#### Task statement:
State how many lines in these records contain the word "InspectLens", and nothing else.

(Stored data)
────
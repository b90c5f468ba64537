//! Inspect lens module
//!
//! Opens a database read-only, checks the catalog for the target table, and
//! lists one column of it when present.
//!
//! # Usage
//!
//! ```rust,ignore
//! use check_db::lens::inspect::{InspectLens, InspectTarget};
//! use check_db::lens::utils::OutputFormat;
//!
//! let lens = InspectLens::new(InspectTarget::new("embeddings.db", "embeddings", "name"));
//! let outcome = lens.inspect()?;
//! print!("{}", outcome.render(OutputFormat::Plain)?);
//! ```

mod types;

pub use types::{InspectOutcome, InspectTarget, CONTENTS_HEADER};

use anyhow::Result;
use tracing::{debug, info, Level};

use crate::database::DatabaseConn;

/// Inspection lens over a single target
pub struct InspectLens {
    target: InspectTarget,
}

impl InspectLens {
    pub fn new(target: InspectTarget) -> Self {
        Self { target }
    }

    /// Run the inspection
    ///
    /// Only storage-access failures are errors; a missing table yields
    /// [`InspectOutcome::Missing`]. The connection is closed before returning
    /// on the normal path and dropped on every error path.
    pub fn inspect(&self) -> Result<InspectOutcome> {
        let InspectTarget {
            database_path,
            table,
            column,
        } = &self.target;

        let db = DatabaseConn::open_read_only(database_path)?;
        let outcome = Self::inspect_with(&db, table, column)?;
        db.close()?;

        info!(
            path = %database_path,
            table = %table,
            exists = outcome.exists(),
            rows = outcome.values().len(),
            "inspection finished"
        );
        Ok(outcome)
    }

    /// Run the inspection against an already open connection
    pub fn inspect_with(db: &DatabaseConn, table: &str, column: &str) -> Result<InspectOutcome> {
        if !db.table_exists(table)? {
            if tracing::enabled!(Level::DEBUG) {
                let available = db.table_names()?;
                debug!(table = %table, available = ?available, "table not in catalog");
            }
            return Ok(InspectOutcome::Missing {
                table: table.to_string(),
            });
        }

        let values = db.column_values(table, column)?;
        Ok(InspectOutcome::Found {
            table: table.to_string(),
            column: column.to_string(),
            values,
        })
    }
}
────
#### Result below:
4